Stunning work as ever Mike! :thumb:


----------



## tonyy (Jul 26, 2008)

The finish is amazing..fantastic work as always:thumb:


----------



## yetizone (Jun 25, 2008)

Truly stunning finish on a lovely Cooper S


----------



## AaronGTi (Nov 2, 2010)

Amazing work Mike :thumb:
As always your details are a pleasure


----------



## nathan12 (Apr 13, 2012)

Nice work on a nice car


----------



## Wax-IT.be (Feb 3, 2011)

Lovely Mini and great work!


----------



## markito (May 19, 2010)

excellent work mate!:thumb:


----------



## matzagrin (Nov 1, 2009)

Good job Mike!

I treated one similar, it's very funny to work on this cars...


----------



## Swell.gr (May 7, 2008)

alexjb said:


> Great detail! The wetness on that is amazing!





matt_83 said:


> Stunning work as ever Mike! :thumb:





tonyy said:


> The finish is amazing..fantastic work as always:thumb:





yetizone said:


> Truly stunning finish on a lovely Cooper S





AaronGTi said:


> Amazing work Mike :thumb:
> As always your details are a pleasure





nathan12 said:


> Nice work on a nice car





Wax-IT.be said:


> Lovely Mini and great work!





markito said:


> excellent work mate!:thumb:


Thank you guys for your kind comments :thumb:


----------



## prokopas (Apr 29, 2010)

Great work Mike :thumb:


----------



## DMH-01 (Mar 29, 2011)

Good job there mate :thumb:


----------



## tzotzo (Nov 15, 2009)

Great work mate.

Happy Easter!


----------



## Miguel Pestana (Feb 16, 2012)

fantastic job, the best colour for the minis IMO


----------



## Derekh929 (Aug 28, 2011)

Stunning and that combo is one of the best i have seen on a red car the finish is so so wet just as i like it good thing is i have vantage on the go and await a contact from the guys with the wet glaze 2 , as i have a R56 Cooper S and this has just made my mind up with this combo , any tips on application and do you think topping up with WG2 would help durability, simply stunning great work


----------



## Eurogloss (Jan 22, 2008)

*Stunning work Mike , that mini came up a treat the paint now looks so wet and glossy and as you know Reds are a very difficult colour like Blacks !

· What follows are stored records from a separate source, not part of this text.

/*!
 * Database connection management.
 *
 * A single SQLite connection shared behind a mutex. Async callers go
 * through `execute_async` / `transaction_async`, which hop onto the
 * blocking pool so the runtime never waits on disk I/O.
 */

use anyhow::{Context, Result};
use log::{debug, info};
use rusqlite::Connection;
use std::path::{Path, PathBuf};
use std::sync::{Arc, Mutex};

use super::schema;

/// Default database filename
const DEFAULT_DB_FILENAME: &str = "bookling.db";

/// Default database directory name under user's data directory
const DEFAULT_DB_DIRNAME: &str = "bookling";

/// Database connection wrapper with thread-safe access
#[derive(Clone)]
pub struct DatabaseConnection {
    /// Path to the database file
    db_path: PathBuf,
    /// Thread-safe connection wrapped in Arc<Mutex>
    connection: Arc<Mutex<Connection>>,
}

impl DatabaseConnection {
    /// Create a new database connection at the default location
    pub fn new_default() -> Result<Self> {
        let db_path = Self::default_database_path()?;
        Self::new(&db_path)
    }

    /// Create a new database connection at the specified path
    pub fn new<P: AsRef<Path>>(db_path: P) -> Result<Self> {
        let db_path = db_path.as_ref().to_path_buf();

        if let Some(parent) = db_path.parent() {
            if !parent.as_os_str().is_empty() {
                std::fs::create_dir_all(parent)
                    .with_context(|| format!("Failed to create database directory: {:?}", parent))?;
            }
        }

        info!("Opening database at: {:?}", db_path);

        let conn = Connection::open(&db_path)
            .with_context(|| format!("Failed to open database: {:?}", db_path))?;
        conn.busy_timeout(std::time::Duration::from_secs(5))?;

        schema::initialize_schema(&conn)?;

        Ok(Self {
            db_path,
            connection: Arc::new(Mutex::new(conn)),
        })
    }

    /// Create an in-memory database (for testing)
    pub fn new_in_memory() -> Result<Self> {
        debug!("Creating in-memory database");

        let conn =
            Connection::open_in_memory().context("Failed to create in-memory database")?;

        schema::initialize_schema(&conn)?;

        Ok(Self {
            db_path: PathBuf::from(":memory:"),
            connection: Arc::new(Mutex::new(conn)),
        })
    }

    /// Get the default database path
    pub fn default_database_path() -> Result<PathBuf> {
        let base_dir = dirs::data_local_dir()
            .or_else(dirs::data_dir)
            .or_else(|| dirs::home_dir().map(|h| h.join(".local").join("share")))
            .ok_or_else(|| anyhow::anyhow!("Could not determine data directory"))?;

        Ok(base_dir.join(DEFAULT_DB_DIRNAME).join(DEFAULT_DB_FILENAME))
    }

    /// Get the database file path
    pub fn path(&self) -> &Path {
        &self.db_path
    }

    /// Execute a database operation with the connection
    ///
    /// Blocks the calling thread on the mutex. For async contexts, use `execute_async`.
    pub fn execute<F, T>(&self, f: F) -> Result<T>
    where
        F: FnOnce(&Connection) -> Result<T>,
    {
        let conn = self
            .connection
            .lock()
            .map_err(|e| anyhow::anyhow!("Failed to acquire database lock: {}", e))?;

        f(&conn)
    }

    /// Execute a database operation asynchronously using spawn_blocking
    pub async fn execute_async<F, T>(&self, f: F) -> Result<T>
    where
        F: FnOnce(&Connection) -> Result<T> + Send + 'static,
        T: Send + 'static,
    {
        let conn = self.connection.clone();

        tokio::task::spawn_blocking(move || {
            let conn = conn
                .lock()
                .map_err(|e| anyhow::anyhow!("Failed to acquire database lock: {}", e))?;

            f(&conn)
        })
        .await
        .context("Database task panicked")?
    }

    /// Begin an async transaction and execute operations within it
    ///
    /// The transaction rolls back when the closure returns an error.
    pub async fn transaction_async<F, T>(&self, f: F) -> Result<T>
    where
        F: FnOnce(&rusqlite::Transaction) -> Result<T> + Send + 'static,
        T: Send + 'static,
    {
        let conn = self.connection.clone();

        tokio::task::spawn_blocking(move || {
            let mut conn = conn
                .lock()
                .map_err(|e| anyhow::anyhow!("Failed to acquire database lock: {}", e))?;

            let tx = conn.transaction()?;
            let result = f(&tx)?;
            tx.commit()?;

            Ok(result)
        })
        .await
        .context("Database transaction task panicked")?
    }

    /// Get database statistics
    pub fn stats(&self) -> Result<DatabaseStats> {
        self.execute(|conn| {
            let count = |sql: &str| -> i64 { conn.query_row(sql, [], |row| row.get(0)).unwrap_or(0) };

            let file_size = if self.db_path.to_string_lossy() != ":memory:" {
                std::fs::metadata(&self.db_path).map(|m| m.len()).unwrap_or(0)
            } else {
                0
            };

            Ok(DatabaseStats {
                job_count: count("SELECT COUNT(*) FROM jobs"),
                cache_count: count("SELECT COUNT(*) FROM translation_cache"),
                paragraph_count: count("SELECT COUNT(*) FROM paragraphs"),
                flashcard_count: count("SELECT COUNT(*) FROM flashcards"),
                file_size_bytes: file_size,
            })
        })
    }
}

/// Database statistics
#[derive(Debug, Clone)]
pub struct DatabaseStats {
    /// Number of jobs
    pub job_count: i64,
    /// Number of cached translations
    pub cache_count: i64,
    /// Paragraphs across all jobs
    pub paragraph_count: i64,
    /// Flashcards across all jobs
    pub flashcard_count: i64,
    /// Database file size in bytes
    pub file_size_bytes: u64,
}

impl std::fmt::Display for DatabaseStats {
    fn fmt(&self, f: &mut std::fmt::Formatter<'_>) -> std::fmt::Result {
        write!(
            f,
            "Jobs: {}, Cache entries: {}, Paragraphs: {}, Flashcards: {}, Size: {} KB",
            self.job_count,
            self.cache_count,
            self.paragraph_count,
            self.flashcard_count,
            self.file_size_bytes / 1024
        )
    }
}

Did you only use the 6" Yellow DRC 1000 for the correction ?
Or did you use other DRC 1000 buffing pads for the job ?

How long did you spend to do this job ?

Best Regards

Mario*


----------



## simonjj (Sep 25, 2010)

Very nice Mike, the finish is fantastic.
I'm glad you liked the DRC1000 pads.
Speak soon.
Simon


----------



## Swell.gr (May 7, 2008)

prokopas said:


> Great work Mike :thumb:


Thank you Prokopis 



DMH-01 said:


> Good job there mate :thumb:


Thanks mate :wave:



tzotzo said:


> Great work mate.
> 
> Happy Easter!


Thank you Tzotzo .. Happy Easter :wave:



Miguel Pestana said:


> fantastic job, the best colour for the minis IMO


Thanks Miguel :thumb:



Derekh929 said:


> Stunning and that combo is one of the best i have seen on a red car the finish is so so wet just as i like it good thing is i have vantage on the go and await a contact from the guys with the wet glaze 2 , as i have a R56 Cooper S and this has just made my mind up with this combo , any tips on application and do you think topping up with WG2 would help durability, simply stunning great work


There are no special application tips Derek, Both Wet Glaze and Vantage are easy to apply and remove, but remember less is more 



Eurogloss said:


> *Stunning work Mike , that mini came up a treat the paint now looks so wet and glossy and as you know Reds are a very difficult colour like Blacks !
> 
> Did you only use the 6" Yellow DRC 1000 for the correction ?
> Or did you use other DRC 1000 buffing pads for the job ?
> ...


Mario I used the DRC pad on the flat panels, and in curvy panels I used smaller pads and spot pads.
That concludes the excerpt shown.